Podemos vivir sin coche desde el momento que la que escribe
vive sin él, y sin televisor. Podemos, aunque no lo parezca, sobrevivir a base de arroz y espaguetis, lechuga y manzanas. Todos esos anuncios que nos hacen creer que seremos muy malas madres si no le compramos a nuestro hijo cierto producto son falacias. Nuestros hijos necesitan mucho más de nuestro cariño que alimentos enriquecidos en calcio, hierro y vitaminas cuya eficacia real, según la comunidad científica, es discutible, por no decir nula. Nosotros fuimos siete hermanos y mis padres no eran ricos, y sé que mi madre invertía en siete niños lo que las actuales familias destinan a uno solo. Y crecimos, como ustedes pueden comprobar si ven mis fotos, lozanísimos. Yo heredaba la ropa de mis hermanas, y no tengo ninguna vergüenza en reconocerlo. No tuve habitación propia. No crecí con un trauma por ello, tengo otro tipo de traumas bastante más complicados. Si algo marchó mal en la infancia, el problema no fue el de vivir sin lujos, desde luego.

Para intentar adelgazar acabamos gastando más dinero que en
comer. Compramos cosas que no necesitamos (ropa y cosméticos,
sobre todo) porque no sabemos diferenciar entre necesidad, deseo y capricho. Nos deshacemos de ropa sin remendarla, tunearla o arreglarla, sólo porque se ha pasado de moda y porque las nuevas generaciones no saben, ya no coser, sino pegar un botón, zurcir un siete o recoser un dobladillo. Y probablemente, no se pondrían una camisa remendada, aunque luego lleven vaqueros rotos que les han costado cien euros. Hemos vivido secuestrados por el espejismo consumista y somos víctimas de un síndrome de Estocolmo brutal y colectivo. Y somos como niños sobreprotegidos que no aprenden a andar porque se han pasado el día en brazos de sus madres. Se nos ha olvidado que quien compra lo superfluo acaba por vender lo necesario.

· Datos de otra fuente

//! Combat system - shoot intents, cooldowns and bullet spawning

use uuid::Uuid;

use super::entities::{EntityId, EntityRegistry};
use super::players::{Player, PlayerDirectory};
use super::rules::GameRules;

/// Bullets fired by one player this tick
#[derive(Debug, Clone, PartialEq)]
pub struct ShotFired {
    pub shooter_id: Uuid,
    pub bullet_ids: Vec<EntityId>,
}

/// Combat system for turning shoot intents into bullets
pub struct CombatSystem;

impl CombatSystem {
    /// Check if a player can fire (cooldown check)
    pub fn can_fire(player: &Player, now_ms: u64) -> bool {
        !player.is_eliminated() && now_ms >= player.next_shot_at
    }

    /// Headings for one shot: straight up, plus the fan when triple shot is active
    pub fn shot_angles(player: &Player, now_ms: u64, rules: &GameRules) -> Vec<f32> {
        if player.has_triple_shot(now_ms) {
            vec![0.0, -rules.triple_shot_spread, rules.triple_shot_spread]
        } else {
            vec![0.0]
        }
    }

    /// Consume every player's shoot intent and spawn bullets.
    ///
    /// The intent is cleared whether or not the shot happens, so one pulse
    /// never produces more than one volley.
    pub fn fire(
        players: &mut PlayerDirectory,
        entities: &mut EntityRegistry,
        rules: &GameRules,
        now_ms: u64,
    ) -> Vec<ShotFired> {
        let mut shots = Vec::new();

        for player in players.iter_mut() {
            if !std::mem::take(&mut player.shoot_intent) {
                continue;
            }
            if !Self::can_fire(player, now_ms) {
                continue;
            }

            // Bullets leave from the top center of the avatar
            let hitbox = player.hitbox(rules);
            let origin_x = hitbox.x + hitbox.w / 2.0 - rules.bullet_width / 2.0;
            let origin_y = hitbox.y;
            let bullet_ids = Self::shot_angles(player, now_ms, rules)
                .into_iter()
                .map(|angle| entities.spawn_bullet(player.id, origin_x, origin_y, angle, rules))
                .collect();

            player.next_shot_at = now_ms + rules.shot_cooldown_ms;
            shots.push(ShotFired {
                shooter_id: player.id,
                bullet_ids,
            });
        }

        shots
    }
}

#[cfg(test)]
mod tests {
    use super::*;

    fn setup() -> (GameRules, PlayerDirectory, EntityRegistry, Uuid) {
        let rules = GameRules::standard();
        let mut players = PlayerDirectory::new();
        let id = Uuid::new_v4();
        players.assign_role(id, None, &rules).unwrap();
        (rules, players, EntityRegistry::new(), id)
    }

    #[test]
    fn no_intent_no_bullets() {
        let (rules, mut players, mut entities, _) = setup();
        assert!(CombatSystem::fire(&mut players, &mut entities, &rules, 0).is_empty());
        assert!(entities.bullets.is_empty());
    }

    #[test]
    fn intent_fires_once_and_is_consumed() {
        let (rules, mut players, mut entities, id) = setup();
        players.set_shoot_intent(id, true);

        let shots = CombatSystem::fire(&mut players, &mut entities, &rules, 1_000);
        assert_eq!(shots.len(), 1);
        assert_eq!(shots[0].bullet_ids.len(), 1);
        assert!(!players.get(id).unwrap().shoot_intent);

        let bullet = &entities.bullets[0];
        assert_eq!(bullet.owner_id, id);
        assert_eq!(bullet.angle, 0.0);
        assert_eq!((bullet.x, bullet.y), (397.5, 280.0));

        // Same pulse does not fire again
        assert!(CombatSystem::fire(&mut players, &mut entities, &rules, 2_000).is_empty());
    }

    #[test]
    fn corner_anchored_bullets_leave_from_top_center() {
        let rules = GameRules::classic();
        let mut players = PlayerDirectory::new();
        let mut entities = EntityRegistry::new();
        let id = Uuid::new_v4();
        players.assign_role(id, None, &rules).unwrap();
        players.update_position(id, 400.0, 300.0, &rules);
        players.set_shoot_intent(id, true);

        CombatSystem::fire(&mut players, &mut entities, &rules, 1_000);

        let hitbox = players.get(id).unwrap().hitbox(&rules);
        let bullet = &entities.bullets[0];
        assert_eq!(hitbox.x, 400.0);
        assert_eq!((bullet.x, bullet.y), (417.5, 300.0));
        assert!(bullet.x >= hitbox.x && bullet.x + rules.bullet_width <= hitbox.x + hitbox.w);
    }

    #[test]
    fn cooldown_swallows_pulses() {
        let (rules, mut players, mut entities, id) = setup();
        players.set_shoot_intent(id, true);
        CombatSystem::fire(&mut players, &mut entities, &rules, 1_000);

        players.set_shoot_intent(id, true);
        let shots = CombatSystem::fire(&mut players, &mut entities, &rules, 1_100);
        assert!(shots.is_empty());
        assert!(!players.get(id).unwrap().shoot_intent);

        players.set_shoot_intent(id, true);
        let shots = CombatSystem::fire(&mut players, &mut entities, &rules, 1_200);
        assert_eq!(shots.len(), 1);
        assert_eq!(entities.bullets.len(), 2);
    }

    #[test]
    fn triple_shot_fans_out() {
        let (rules, mut players, mut entities, id) = setup();
        players.get_mut(id).unwrap().triple_shot_until = Some(5_000);
        players.set_shoot_intent(id, true);

        let shots = CombatSystem::fire(&mut players, &mut entities, &rules, 1_000);
        assert_eq!(shots[0].bullet_ids.len(), 3);
        let angles: Vec<f32> = entities.bullets.iter().map(|b| b.angle).collect();
        assert_eq!(angles, vec![0.0, -rules.triple_shot_spread, rules.triple_shot_spread]);
    }

    #[test]
    fn eliminated_player_cannot_fire() {
        let (rules, mut players, mut entities, id) = setup();
        players.get_mut(id).unwrap().lives = 0;
        players.set_shoot_intent(id, true);
        assert!(CombatSystem::fire(&mut players, &mut entities, &rules, 0).is_empty());
    }
}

Uno de mis mejores amigos constituye un claro ejemplo andante
de este despertar espiritual que a algunos les ha supuesto la
crisis. Cuando le conocí, acababa de cumplir 30 años, había montado una pequeña empresa de reformas con dos compañeros de facultad y básicamente se dedicaban a instalar cocinas y baños en los barrios residenciales de chalets adosados que entonces proliferaban como hongos en la sierra norte de Madrid. Vivía con sus padres no porque lo necesitara —ganaba bastante dinero— sino porque le era cómodo. Su madre, que nunca había trabajado fuera de casa, no tenía problema en hacer de criada para sus dos hombres y a su padre no le importaba que de vez en cuando se llevara chicas a dormir, más bien se sentía orgulloso de ello. Vivía pues a pensión completa y gratuita, así que se podía guardar todo el sueldo para él. Pero no ahorraba.

Tenía un coche muy llamativo y salía todos los fines de semana
con sus amigos a cenar en restaurantes caros y de copas por los antros de modernidad, hasta la amanecida, con alguna que otra rayita de coca para mantenerse. El resto del dinero lo gastaba en ropa cara, ordenadores, videojuegos, cine, conciertos y viajes. Era, aún es, un hombre muy guapo y parecía que lo tenía todo en la vida.

Llegué a escribir un artículo inspirado en él y sus amigos: trataba de los kidults o adultescentes, esos tipos de 30 años que viven como niños; que tienen iPad y zapatillas Converse; que se saben el nombre de todos los personajes de Los Simpson y son fanáticos de StarWars; que ven más Cartoon Network que Fox News o CNN; que se van de marcha con su grupo de colegas, al que siguen considerando su «pandilla»; que no saben comprometerse en
relaciones afectivas estables y monógamas; que adoran el desayuno
de su mamá y en lugar de camisa llevan camisetas con la efigie de Naranjito.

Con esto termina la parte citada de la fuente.